Bounded roughly by 9th, Francis, 12th, Jules (pronounced jewel), 15th and Messanie, the Museum Hill Historic District is among the less-crowded, more open spaces in St Joseph's historic district collection. Listed on the National Register of Historic Places, the section has some of the city's most engaging landmarks, but also unfortunately abuts some of the more rundown neighborhoods. On top of being listed in its own right, the district keeps many other national register sites and hosts a large complement of Victorian homes.
This exclusive area is roughly bounded by Isadore and Corby between 6th and 9th streets. Comprising homes begun as early as the 1870s and listed on the National Register of Historic Places, the prevalent style in the Hall Street area is late Victorian and late 19th century revivals, with a little Italianate mixed in. While cruising through it is not unusual to see multiple chimneys from multiple guest rooms in homes seemingly built from identical molds. Most residences sit atop hillocks rising above the street level.

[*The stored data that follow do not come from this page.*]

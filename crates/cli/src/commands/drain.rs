//! Drain eligibility of a single node

use anyhow::{bail, Result};
use serde::Serialize;
use simulator_lib::drain::{DrainError, DrainEvaluator, DrainMode, DrainOptions};
use simulator_lib::models::pod_key;
use simulator_lib::ClusterState;
use tabled::Tabled;

use crate::output::{print_json, print_success, print_table, print_warning, OutputFormat};

/// Exit code when a pod blocks the drain
pub const EXIT_BLOCKED: u8 = 2;

#[derive(Debug, Default)]
pub struct DrainArgs {
    pub detailed: bool,
    pub min_replica_count: i32,
    pub allow_system_pods: bool,
    pub allow_local_storage: bool,
}

impl DrainArgs {
    fn options(&self) -> DrainOptions {
        DrainOptions {
            skip_nodes_with_system_pods: !self.allow_system_pods,
            skip_nodes_with_local_storage: !self.allow_local_storage,
        }
    }
}

/// Row for pods-to-move table
#[derive(Tabled)]
struct PodRow {
    #[tabled(rename = "Namespace")]
    namespace: String,
    #[tabled(rename = "Pod")]
    name: String,
}

#[derive(Debug, Serialize)]
struct DrainVerdict {
    node: String,
    mode: &'static str,
    drainable: bool,
    pods_to_move: Vec<String>,
    #[serde(skip_serializing_if = "Option::is_none")]
    blocking_pod: Option<String>,
    #[serde(skip_serializing_if = "Option::is_none")]
    reason: Option<String>,
    #[serde(skip_serializing_if = "Option::is_none")]
    message: Option<String>,
}

fn evaluate(state: &ClusterState, node: &str, args: &DrainArgs) -> Result<DrainVerdict> {
    if state.node(node).is_none() {
        bail!("Node {} not found in cluster state", node);
    }

    let listers = state.listers();
    let mode = if args.detailed {
        DrainMode::Detailed {
            listers: &listers,
            min_replica_count: args.min_replica_count,
        }
    } else {
        DrainMode::Fast
    };
    let evaluator = DrainEvaluator::new(args.options());

    let mut verdict = DrainVerdict {
        node: node.to_string(),
        mode: mode.as_str(),
        drainable: false,
        pods_to_move: Vec::new(),
        blocking_pod: None,
        reason: None,
        message: None,
    };
    match evaluator.node_pods_to_move(node, &listers, mode, &state.pdbs, chrono::Utc::now()) {
        Ok(pods) => {
            verdict.drainable = true;
            verdict.pods_to_move = pods.iter().map(pod_key).collect();
        }
        Err(err @ DrainError::Blocked { .. }) => {
            if let Some(blocking) = err.blocking_pod() {
                verdict.blocking_pod = Some(pod_key(&blocking.pod));
                verdict.reason = Some(blocking.reason.to_string());
            }
            verdict.message = Some(err.to_string());
        }
        Err(err) => return Err(err.into()),
    }
    Ok(verdict)
}

/// Print the drain verdict for `node`; `Ok(false)` when a pod blocks it
pub fn check_drain(
    state: &ClusterState,
    node: &str,
    args: &DrainArgs,
    format: OutputFormat,
) -> Result<bool> {
    let verdict = evaluate(state, node, args)?;

    if format == OutputFormat::Json {
        print_json(&verdict);
        return Ok(verdict.drainable);
    }

    if verdict.drainable {
        print_success(&format!(
            "Node {} can be drained ({} mode), {} pods to move",
            verdict.node,
            verdict.mode,
            verdict.pods_to_move.len()
        ));
        let rows: Vec<PodRow> = verdict
            .pods_to_move
            .iter()
            .map(|key| {
                let (namespace, name) = key.split_once('/').unwrap_or(("", key.as_str()));
                PodRow {
                    namespace: namespace.to_string(),
                    name: name.to_string(),
                }
            })
            .collect();
        if !rows.is_empty() {
            print_table(&rows, &verdict, format);
        }
    } else {
        print_warning(&format!(
            "Node {} cannot be drained: {} ({})",
            verdict.node,
            verdict.message.as_deref().unwrap_or_default(),
            verdict.reason.as_deref().unwrap_or("unknown")
        ));
    }
    Ok(verdict.drainable)
}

There are so many things to see in St. Joseph that you better make sure you are wearing good walking shoes. Be sure to visit the Missouri Valley Trust Bank Building. This structure, built in 1859, was the oldest building west of the Mississippi continuously in use for banking purposes and was used as a bank until the late 1970s. You can tour the bank and see the way it was in 1859 with all its woodwork, cast iron pillars, teller cages and a vault reinforced with railroad rails.

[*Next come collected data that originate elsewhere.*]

//! Node template synthesis and drain simulation for a cluster autoscaler
//!
//! This crate provides the core functionality for:
//! - Node readiness evaluation
//! - DaemonSet pod projection onto candidate nodes
//! - Per node group template synthesis with a template cache
//! - Drain eligibility with disruption budget checks
//! - Health checks and observability

pub mod cloudprovider;
pub mod clusterstate;
pub mod daemonset;
pub mod drain;
pub mod errors;
pub mod health;
pub mod labels;
pub mod listers;
pub mod models;
pub mod naming;
pub mod observability;
pub mod readiness;
pub mod resources;
pub mod simulator;
pub mod taints;
pub mod template;

pub use clusterstate::{node_readiness, ClusterState, ClusterStateError, NodeReadiness};
pub use daemonset::daemonset_pods_for_node;
pub use drain::{
    detailed_pods_to_move, fast_pods_to_move, BlockingPod, BlockingPodReason, DrainError,
    DrainEvaluator, DrainMode, DrainOptions,
};
pub use errors::{AutoscalerError, ErrorKind};
pub use health::{
    ComponentHealth, ComponentStatus, HealthRegistry, HealthResponse, PassSummary,
    ReadinessResponse,
};
pub use models::*;
pub use observability::{EventLogger, SimulatorMetrics, TemplateSource};
pub use readiness::{is_node_ready_and_schedulable, readiness_state, ReadinessState};
pub use template::{pods_for_nodes, suppressor_for_provider, TemplateSynthesizer};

Visit the St. Joseph Museum.
The museum has exhibits such as 'Indians of the Northwest Coast.' This is a story about the ghost dance and the last member of the Yahi tribe, Ishi. There are also interactive exhibits for children such as the 'Touch & Go Room' where they can climb into a fort or tipi.
There are exhibits on the second floor showing St. Joseph from prehistoric days to its 'Golden Age' in the 1800s. There is a restored Victorian bedroom and displays of the fur trade.
The third floor has exhibits focusing on the natural history of the Midwest.
During the holiday season, the museum is outlined in lights and is spectacular. The museum was originally a mansion built in 1879. All the furnishings have been replaced by exhibits, but you can still see the beautiful woodwark and stained glass windows.
The Museum is open year round except for Thanksgiving and December 24,25, 31 and January 1.
Admission: $2.00 adults, $1.00 students, children 6 years and under free.
If you are interested in outlaws of the 'Old West', then the Jesse James home might interest you.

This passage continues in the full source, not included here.